Seol Jihu finalmente se dio cuenta de lo que estaba pasando. Por alguna razón, este hombre lo trataba como uno de ellos.

“Ahora, ahora, no te enojes tanto. Eres la invitada de la señorita Foxy, así que puedo mover algunos hilos para establecer una buena relación”.

El hombre chasqueó los labios y continuó.

“¿Entonces? ¿Algo te llamó la atención? ¿Querías traerlo a casa o usarlo como medicina? Si quieres, podemos cortarlo por ti”.

El hombre habló mientras señalaba el trozo de carne que colgaba del gancho.

Las cejas de Seol Jihu se crisparon. Él reflexivamente palpó alrededor de su cintura, pero su lanza no pudo ser agarrada. Fue lo mismo cuando se metió la mano en el bolsillo. Solo apretó el pobre huevo con fuerza.

El hombre chasqueó la lengua.

“Te lo dije, esa p*rra no está a la venta. No la venderé incluso si ofreces un millón de monedas de oro. No puedo. Es una cuestión de crédito”.

“…”

“De todos modos, elige algo diferente a ese Hombre Zorro”.

Seol Jihu se volvió de la jaula con dificultad.

Estaba en su límite.

La cuerda que mantenía su cordura unida se había tensado desde que vio la calle nocturna. Si se tira un poco más, se rompería.

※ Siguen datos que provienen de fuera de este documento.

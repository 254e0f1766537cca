use std::cell::RefCell;
use std::rc::Rc;
use std::time::Duration;

use kuchiki::NodeRef;

use crate::bindings::{SearchBinding, Selectors};
use crate::dom;
use crate::timers::Debouncer;

pub const INPUT_DEBOUNCE: Duration = Duration::from_millis(300);

pub type SuggestionHook = Rc<dyn Fn(&str)>;

pub struct SearchFormEnhancer {
    form: NodeRef,
    input: Option<NodeRef>,
    button: Option<NodeRef>,
    label_selector: String,
    loading_selector: String,
    debouncer: Debouncer,
    suggestions: RefCell<Option<SuggestionHook>>,
}

impl SearchFormEnhancer {
    pub fn new(binding: SearchBinding, selectors: &Selectors) -> Self {
        Self {
            form: binding.form,
            input: binding.input,
            button: binding.button,
            label_selector: selectors.button_label.clone(),
            loading_selector: selectors.button_loading.clone(),
            debouncer: Debouncer::new(INPUT_DEBOUNCE),
            suggestions: RefCell::new(None),
        }
    }

    pub fn form(&self) -> &NodeRef {
        &self.form
    }

    pub fn input(&self) -> Option<&NodeRef> {
        self.input.as_ref()
    }

    // Without a hook the debounce still runs but nothing happens when it elapses.
    pub fn set_suggestion_hook(&self, hook: SuggestionHook) {
        *self.suggestions.borrow_mut() = Some(hook);
    }

    pub fn on_submit(&self) {
        let Some(button) = &self.button else {
            return;
        };
        let label = dom::first_within(button, &self.label_selector);
        let loading = dom::first_within(button, &self.loading_selector);
        if let (Some(label), Some(loading)) = (label, loading) {
            dom::set_style(&label, "display", "none");
            dom::set_style(&loading, "display", "inline-block");
            dom::set_attr(button, "disabled", "");
            tracing::debug!("search submitted; button locked");
        }
    }

    pub fn on_input(&self) {
        let Some(input) = &self.input else {
            return;
        };
        let input = input.clone();
        let hook = self.suggestions.borrow().clone();
        self.debouncer.call(move || {
            if let Some(hook) = hook {
                let value = dom::attr(&input, "value").unwrap_or_default();
                hook(&value);
            }
        });
    }
}
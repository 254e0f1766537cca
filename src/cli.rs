use std::path::PathBuf;
use std::str::FromStr;

use clap::Parser;
use url::Url;

/// `ID=N`: commit `N` stars on the widget for `ID`, then submit it.
#[derive(Debug, Clone, PartialEq, Eq)]
pub struct RateArg {
    pub manga_id: String,
    pub stars: u32,
}

impl FromStr for RateArg {
    type Err = String;

    fn from_str(s: &str) -> Result<Self, Self::Err> {
        let (id, stars) = s
            .split_once('=')
            .ok_or_else(|| format!("expected ID=N, got {s:?}"))?;
        let id = id.trim();
        if id.is_empty() {
            return Err(format!("missing manga id in {s:?}"));
        }
        let stars: u32 = stars
            .trim()
            .parse()
            .map_err(|_| format!("invalid star count in {s:?}"))?;
        if stars == 0 {
            return Err("star count starts at 1".to_string());
        }
        Ok(Self {
            manga_id: id.to_string(),
            stars,
        })
    }
}

#[derive(Debug, Parser)]
#[command(author, version, about)]
pub struct Args {
    /// HTML page to drive.
    #[arg(long)]
    pub input: PathBuf,

    /// Where to write the resulting HTML. Defaults to stdout.
    #[arg(long)]
    pub out: Option<PathBuf>,

    /// JSON file backing page storage (the saved theme). In-memory when omitted.
    #[arg(long)]
    pub storage: Option<PathBuf>,

    /// Base URL of the backend serving `api/rate`.
    #[arg(long, default_value = "http://127.0.0.1:5000/")]
    pub api_base: Url,

    /// JSON file overriding the role selectors (e.g. `{"card": ".tile"}`).
    #[arg(long)]
    pub selectors: Option<PathBuf>,

    /// Flip the light/dark theme and persist the result.
    #[arg(long)]
    pub toggle_theme: bool,

    /// Rate a manga: `ID=N` clicks star N of its widget, then submits. Repeatable.
    #[arg(long = "rate", value_name = "ID=N")]
    pub rate: Vec<RateArg>,

    /// Click the sample title at this 0-based index.
    #[arg(long)]
    pub pick_sample: Option<usize>,

    /// Scroll position used to reveal cards (stacked layout).
    #[arg(long)]
    pub scroll_y: Option<f64>,

    /// Show a notification with this message.
    #[arg(long)]
    pub notify: Option<String>,

    /// Severity for `--notify`: success, error, warning or info.
    #[arg(long, default_value = "info")]
    pub severity: String,

    /// Write the page as soon as the actions finish instead of waiting for
    /// pending timers (pulses, highlights, notification expiry).
    #[arg(long)]
    pub snapshot: bool,

    /// Viewport height used with `--scroll-y`.
    #[arg(long, default_value_t = 800.0)]
    pub viewport_height: f64,

    /// HTTP User-Agent for rating submissions.
    #[arg(long, default_value = "manga-page-ui/0.1")]
    pub user_agent: String,
}

#[cfg(test)]
mod tests {
    use super::*;

    #[test]
    fn rate_arg_parsing() {
        assert_eq!(
            "42=4".parse::<RateArg>().unwrap(),
            RateArg {
                manga_id: "42".to_string(),
                stars: 4
            }
        );
        assert!("42".parse::<RateArg>().is_err());
        assert!("=3".parse::<RateArg>().is_err());
        assert!("42=x".parse::<RateArg>().is_err());
        assert!("42=0".parse::<RateArg>().is_err());
    }

    #[test]
    fn args_parse() {
        let args = Args::try_parse_from([
            "manga-page-ui",
            "--input",
            "page.html",
            "--rate",
            "1=5",
            "--rate",
            "2=3",
            "--toggle-theme",
        ])
        .unwrap();
        assert_eq!(args.rate.len(), 2);
        assert!(args.toggle_theme);
        assert_eq!(args.api_base.as_str(), "http://127.0.0.1:5000/");
        assert!(args.out.is_none());
        assert_eq!(args.severity, "info");
        assert!(!args.snapshot);
    }
}
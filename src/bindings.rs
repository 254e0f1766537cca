use std::path::Path;

use anyhow::Context as _;
use kuchiki::NodeRef;
use serde::Deserialize;

use crate::dom::{self, Page};

// Missing fields in a JSON override keep their defaults.
#[derive(Debug, Clone, Deserialize)]
#[serde(default)]
pub struct Selectors {
    pub rating_widget: String,
    pub star: String,
    pub search_form: String,
    pub search_input: String,
    pub search_button: String,
    pub button_label: String,
    pub button_loading: String,
    pub sample_title: String,
    pub card: String,
}

impl Default for Selectors {
    fn default() -> Self {
        Self {
            rating_widget: ".rating-stars".to_string(),
            star: ".star".to_string(),
            search_form: ".search-form".to_string(),
            search_input: ".search-input".to_string(),
            search_button: ".search-btn".to_string(),
            button_label: ".btn-text".to_string(),
            button_loading: ".loading".to_string(),
            sample_title: ".sample-title".to_string(),
            card: ".card".to_string(),
        }
    }
}

impl Selectors {
    pub fn from_json_file(path: &Path) -> anyhow::Result<Self> {
        let bytes = std::fs::read(path).with_context(|| format!("read {}", path.display()))?;
        serde_json::from_slice(&bytes).with_context(|| format!("parse selectors {}", path.display()))
    }
}

#[derive(Debug, Clone)]
pub struct RatingBinding {
    pub container: NodeRef,
    pub stars: Vec<NodeRef>,
}

#[derive(Debug, Clone)]
pub struct SearchBinding {
    pub form: NodeRef,
    pub input: Option<NodeRef>,
    pub button: Option<NodeRef>,
}

#[derive(Debug, Clone, Default)]
pub struct Bindings {
    pub rating_widgets: Vec<RatingBinding>,
    pub search: Option<SearchBinding>,
    pub search_input: Option<NodeRef>,
    pub sample_titles: Vec<NodeRef>,
    pub cards: Vec<NodeRef>,
}

impl Bindings {
    pub fn discover(page: &Page, selectors: &Selectors) -> Self {
        let rating_widgets = page
            .select_all(&selectors.rating_widget)
            .into_iter()
            .map(|container| {
                let stars = dom::select_within(&container, &selectors.star);
                RatingBinding { container, stars }
            })
            .collect();

        let search_input = page.select_first(&selectors.search_input);
        let search = page
            .select_first(&selectors.search_form)
            .map(|form| SearchBinding {
                form,
                input: search_input.clone(),
                button: page.select_first(&selectors.search_button),
            });

        let bindings = Self {
            rating_widgets,
            search,
            search_input,
            sample_titles: page.select_all(&selectors.sample_title),
            cards: page.select_all(&selectors.card),
        };
        tracing::debug!(
            rating_widgets = bindings.rating_widgets.len(),
            search_form = bindings.search.is_some(),
            search_input = bindings.search_input.is_some(),
            sample_titles = bindings.sample_titles.len(),
            cards = bindings.cards.len(),
            "discovered page roles"
        );
        bindings
    }

    pub fn with_rating_widget(mut self, container: NodeRef, stars: Vec<NodeRef>) -> Self {
        self.rating_widgets.push(RatingBinding { container, stars });
        self
    }

    pub fn with_search(
        mut self,
        form: NodeRef,
        input: Option<NodeRef>,
        button: Option<NodeRef>,
    ) -> Self {
        if self.search_input.is_none() {
            self.search_input = input.clone();
        }
        self.search = Some(SearchBinding {
            form,
            input,
            button,
        });
        self
    }

    pub fn with_search_input(mut self, input: NodeRef) -> Self {
        self.search_input = Some(input);
        self
    }

    pub fn with_sample_title(mut self, node: NodeRef) -> Self {
        self.sample_titles.push(node);
        self
    }

    pub fn with_card(mut self, node: NodeRef) -> Self {
        self.cards.push(node);
        self
    }
}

Kim Hannah lo había estado señalando con los ojos desde hacía un tiempo. Justo cuando ella rápidamente abrió la boca …

“Oye”.

“No estoy comprando”.

Las palabras que Seol Jihu había estado conteniendo estallaron en su garganta.

Los ojos del hombre se abrieron.

“¿Qué?”

“No estoy comprando nada aquí. No importa cuán buenos sean, están demasiado sucios para mi gusto”.

Seol Jihu escupió estas palabras mientras apretaba los dientes. Luego, pasó rápidamente junto a ellos y salió del sótano.

El hombre se asomó al ver al joven desaparecer.

“Jaja, qué joven tan irritable”.

“¡Ah, hola!”

Kim Hannah lo llamó varias veces, pero Seol Jihu la ignoró. Ni siquiera miró hacia atrás.

‘¡Estos pedazos de mie*das locos…!’

Seol Jihu caminaba furiosamente con los ojos afilados. Quería salir de este edificio olvidado de Dios lo antes posible.

Por eso no se dio cuenta.

Que el huevo se había salido de su alcance y había sacado la cabeza del bolsillo.

Luego, rebotó, aterrizó suavemente sobre su hombro y se inclinó hacia adelante.

Casi como si se inclinara hacia delante para observar cuidadosamente la cara enfurecida de Seol Jihu.